The presidential candidate of the Labour Party (LP) in last year's general elections, Peter Obi, has expressed concern and sought urgent and lasting solutions to the perennial deplorable electricity supply in the country, recording 141 cases of national grid collapse in 11 years.
He stated this on Wednesday in a series of posts on his X handle, saying that Nigeria could not grow its economy in darkness, especially that the nation only produced 13,000MW while the demand was about 200,000MW.
He said that even with the 13,000MW, only about 3,500MW was available for homes and businesses, hence that the situation put Nigeria as the lowest per capita wattage in the World.

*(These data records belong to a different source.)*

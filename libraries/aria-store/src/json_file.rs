//! JSON-file key-value backend

use std::collections::HashMap;
use std::path::{Path, PathBuf};

use async_trait::async_trait;
use tokio::sync::Mutex;
use tracing::warn;

use aria_core::{KeyValueStore, Result};

/// Durable [`KeyValueStore`] persisting all keys to one JSON file
///
/// Every write rewrites the file through a sibling temp file and an
/// atomic rename, so a crash mid-write never corrupts prior state.
#[derive(Debug)]
pub struct JsonFileStore {
    path: PathBuf,
    entries: Mutex<HashMap<String, serde_json::Value>>,
}

impl JsonFileStore {
    /// Open a store at `path`, loading existing contents
    ///
    /// A missing file starts empty. An unreadable or malformed file is
    /// treated as empty with a warning rather than failing the whole
    /// session; later writes recover the file.
    pub async fn open(path: impl Into<PathBuf>) -> Self {
        let path = path.into();
        let entries = match tokio::fs::read(&path).await {
            Ok(bytes) => match serde_json::from_slice(&bytes) {
                Ok(map) => map,
                Err(err) => {
                    warn!(path = %path.display(), error = %err, "store file malformed, starting empty");
                    HashMap::new()
                }
            },
            Err(err) if err.kind() == std::io::ErrorKind::NotFound => HashMap::new(),
            Err(err) => {
                warn!(path = %path.display(), error = %err, "store file unreadable, starting empty");
                HashMap::new()
            }
        };

        Self {
            path,
            entries: Mutex::new(entries),
        }
    }

    /// Path of the backing file
    pub fn path(&self) -> &Path {
        &self.path
    }

    async fn write_out(&self, entries: &HashMap<String, serde_json::Value>) -> Result<()> {
        let bytes = serde_json::to_vec_pretty(entries)?;
        let tmp = self.path.with_extension("tmp");
        tokio::fs::write(&tmp, &bytes).await?;
        tokio::fs::rename(&tmp, &self.path).await?;
        Ok(())
    }
}

#[async_trait]
impl KeyValueStore for JsonFileStore {
    async fn get(&self, key: &str) -> Result<Option<serde_json::Value>> {
        Ok(self.entries.lock().await.get(key).cloned())
    }

    async fn set(&self, key: &str, value: serde_json::Value) -> Result<()> {
        let mut entries = self.entries.lock().await;
        entries.insert(key.to_string(), value);
        self.write_out(&entries).await
    }

    async fn remove(&self, key: &str) -> Result<()> {
        let mut entries = self.entries.lock().await;
        entries.remove(key);
        self.write_out(&entries).await
    }

    async fn flush(&self) -> Result<()> {
        let entries = self.entries.lock().await;
        self.write_out(&entries).await
    }
}

#[cfg(test)]
mod tests {
    use super::*;
    use serde_json::json;

    #[tokio::test]
    async fn persists_across_reopen() {
        let dir = tempfile::tempdir().unwrap();
        let path = dir.path().join("library.json");

        let store = JsonFileStore::open(&path).await;
        store.set("aria.favorites", json!(["s1", "s2"])).await.unwrap();
        drop(store);

        let store = JsonFileStore::open(&path).await;
        assert_eq!(
            store.get("aria.favorites").await.unwrap(),
            Some(json!(["s1", "s2"]))
        );
    }

    #[tokio::test]
    async fn missing_file_starts_empty() {
        let dir = tempfile::tempdir().unwrap();
        let store = JsonFileStore::open(dir.path().join("new.json")).await;
        assert!(store.get("anything").await.unwrap().is_none());
    }

    #[tokio::test]
    async fn malformed_file_starts_empty() {
        let dir = tempfile::tempdir().unwrap();
        let path = dir.path().join("broken.json");
        tokio::fs::write(&path, b"{not json").await.unwrap();

        let store = JsonFileStore::open(&path).await;
        assert!(store.get("aria.favorites").await.unwrap().is_none());

        // Writes recover the file
        store.set("k", json!(1)).await.unwrap();
        let store = JsonFileStore::open(&path).await;
        assert_eq!(store.get("k").await.unwrap(), Some(json!(1)));
    }

    #[tokio::test]
    async fn unreadable_path_starts_empty() {
        let dir = tempfile::tempdir().unwrap();

        // A directory fails to read as a file, which must not be fatal
        let store = JsonFileStore::open(dir.path()).await;
        assert!(store.get("aria.favorites").await.unwrap().is_none());
    }
}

"We are too endowed to be a nation of generators and to be trapped in darkness. We cannot grow our economy in darkness.
"The Nigeria electricity supply industry faces a real and present danger of collapse despite the efforts made in more than two decades to initiate a reform of the NESI."
He further said that Nigerians could contrast the available supply of electricity with competitor countries in Africa like Egypt and South Africa with respective populations of approximately 112m and 59.6m people supplying about 60,000MW and 58,000MW respectively.
He noted that the difference in energy wattage had massive implications for human development and economic growth.
He advised that, "I suggest that the federal government immediately constitutes a technical task force of real professionals without political consideration to present a diagnosis of the crisis of the sector and get to work to correct such simple slippage like incessant fire outbreaks that lead to perennial system collapse, drastically improve coordination and coherence between TCN and DisCos so that there will be no load rejection, and breath down on all operators to deliver on their technical responsibilities."